After a decade and a half of the Blair/Brown psychodrama it is a welcome change of mood. Labour is more open these days. The era of top-down party management, vibrating pagers and lines-to-take are largely over. Not rejected per se, more absorbed into the party’s bloodstream. This is a sensible, social democratic party of incremental reform. We have made our peace with the pager.

What has been rejected though is overbearing centralisation. The days when frontbenchers actually shaved off their moustaches and beards at the behest of image consultants are thankfully long gone. The obsession with the media has eased, driven by the increasingly pluralistic ways of talking to voters and getting the party’s message heard.

Indeed, it is interesting to think how a Blair or Brown leadership would react to the rise of digital media, which has done so much to alter the terms of political discourse in the past few years. A gust of free speech has blown through the Labour party, allowing members far more say over its direction. The world has not ended.

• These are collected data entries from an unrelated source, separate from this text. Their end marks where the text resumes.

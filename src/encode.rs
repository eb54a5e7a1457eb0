//! Serialization of a solved board for the presentation layer.
//!
//! The format is positional and stable: one line per board row, one
//! space-separated token per column. Tokens are the covering piece's id,
//! `#` for walls, and `M`/`D`/`W` for the exposed month/day/weekday target
//! cells. External renderers pattern-match on exactly these tokens.

use crate::board::{Board, CellKind};
use crate::pieces::Piece;
use crate::solver::Solution;

/// Wall token.
const WALL: char = '#';
/// Tokens for the exposed target cells.
const MONTH: char = 'M';
const DAY: char = 'D';
const WEEKDAY: char = 'W';

/// Encodes a complete assignment as the board's textual form.
///
/// Every covered cell shows its piece id; the only playable cells left
/// showing a slot token are the targets, since the solver guarantees full
/// coverage of everything else.
pub fn encode(board: &Board, pieces: &[Piece], solution: &Solution) -> String {
    let mut tokens: Vec<char> = (0..board.cell_count())
        .map(|idx| match board.kind(idx) {
            CellKind::Wall => WALL,
            CellKind::Month(_) => MONTH,
            CellKind::Day(_) => DAY,
            CellKind::Weekday(_) => WEEKDAY,
            CellKind::Plain => '.',
        })
        .collect();

    for placed in solution {
        let id = pieces[placed.piece_index].id;
        for &cell in placed.cells() {
            tokens[cell as usize] = id;
        }
    }

    let mut output = String::with_capacity(board.cell_count() * 2);
    for row in 0..board.rows() {
        for col in 0..board.cols() {
            if col > 0 {
                output.push(' ');
            }
            output.push(tokens[board.idx(row, col)]);
        }
        output.push('\n');
    }
    output
}

#[cfg(test)]
mod tests {
    use super::*;
    use crate::solver::PlacedPiece;

    const LAYOUT: &[&str] = &["MD..", "...."];
    const CORNER: &[(i32, i32)] = &[(0, 0), (1, 0), (1, 1)];
    const LINE: &[(i32, i32)] = &[(0, 0), (0, 1), (0, 2)];
    const PIECES: &[Piece] = &[
        Piece { id: 'a', cells: CORNER },
        Piece { id: 'b', cells: LINE },
    ];

    /// Hand-built assignment on the 2x4 fixture: corner piece on cells
    /// 2, 3, 7 and line piece on cells 4, 5, 6, leaving the two slot cells
    /// exposed.
    fn fixture() -> (Board, Solution) {
        let board = Board::from_layout(LAYOUT);
        let solution = vec![
            PlacedPiece::new(0, &[2, 3, 7]),
            PlacedPiece::new(1, &[4, 5, 6]),
        ];
        (board, solution)
    }

    #[test]
    fn encodes_positionally() {
        let (board, solution) = fixture();
        insta::assert_snapshot!(encode(&board, PIECES, &solution).trim_end(), @r"
        M D a a
        b b b a
        ");
    }

    /// Decodes the stable text format back into per-cell tokens.
    fn decode(text: &str) -> Vec<Vec<char>> {
        text.lines()
            .map(|line| {
                line.split(' ')
                    .map(|token| {
                        assert_eq!(token.chars().count(), 1, "token {token:?}");
                        token.chars().next().unwrap()
                    })
                    .collect()
            })
            .collect()
    }

    #[test]
    fn round_trip_recovers_targets_and_piece_ids() {
        let (board, solution) = fixture();
        let grid = decode(&encode(&board, PIECES, &solution));

        assert_eq!(grid.len(), board.rows());
        for row in &grid {
            assert_eq!(row.len(), board.cols());
        }

        // targets come back as their slot tokens at the exact positions
        assert_eq!(grid[0][0], 'M');
        assert_eq!(grid[0][1], 'D');

        // every covered cell comes back as its piece id
        for placed in &solution {
            let id = PIECES[placed.piece_index].id;
            for &cell in placed.cells() {
                let (row, col) = (cell as usize / board.cols(), cell as usize % board.cols());
                assert_eq!(grid[row][col], id);
            }
        }
    }

    #[test]
    fn wall_token_is_distinct() {
        let board = Board::from_layout(&["M#", "D."]);
        let solution = vec![PlacedPiece::new(1, &[3])];
        let text = encode(&board, &[PIECES[0], Piece { id: 'c', cells: &[(0, 0)] }], &solution);
        assert_eq!(text, "M #\nD c\n");
    }
}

In terms of the leader, there is no cabal of Millibandites (the Milliband perhaps?) running around stitching up their rivals. Spats between Unite, Labour’s main trade union backer on the left and Progress on the right are, in Labour party terms, fairly anaemic.

The left is happier than at any time since John Smith was leader, not surprising, perhaps, given the leader they pushed for, Ed Miliband, is instinctively a creature of the party’s soft left. Yet those on the right of the party have faced no purge as his big tent politics welcomes all. Meanwhile Blue Labour, the party’s most viable intellectual movement, cuts across both right and left, challenging both.

The comparison with Smith is instructive though. Miliband is also criticised for avoiding the hard choices need to win. Will everyone still be happy in a year’s time, or two or three, when One Nation Labour’s direction of travel hardens and it is clear where the party is going, and, by extension, where it is not?

Is Labour’s contentment down to dwelling in its comfort zone and blithely assuming the government will implode? Behind the headline opinion poll lead, Labour still has a mountain to climb, with every poll showing deficits on trust and credibility.

But at least the question of whether it is preferable to have a happy party of a not-very-happy party, is easy to answer.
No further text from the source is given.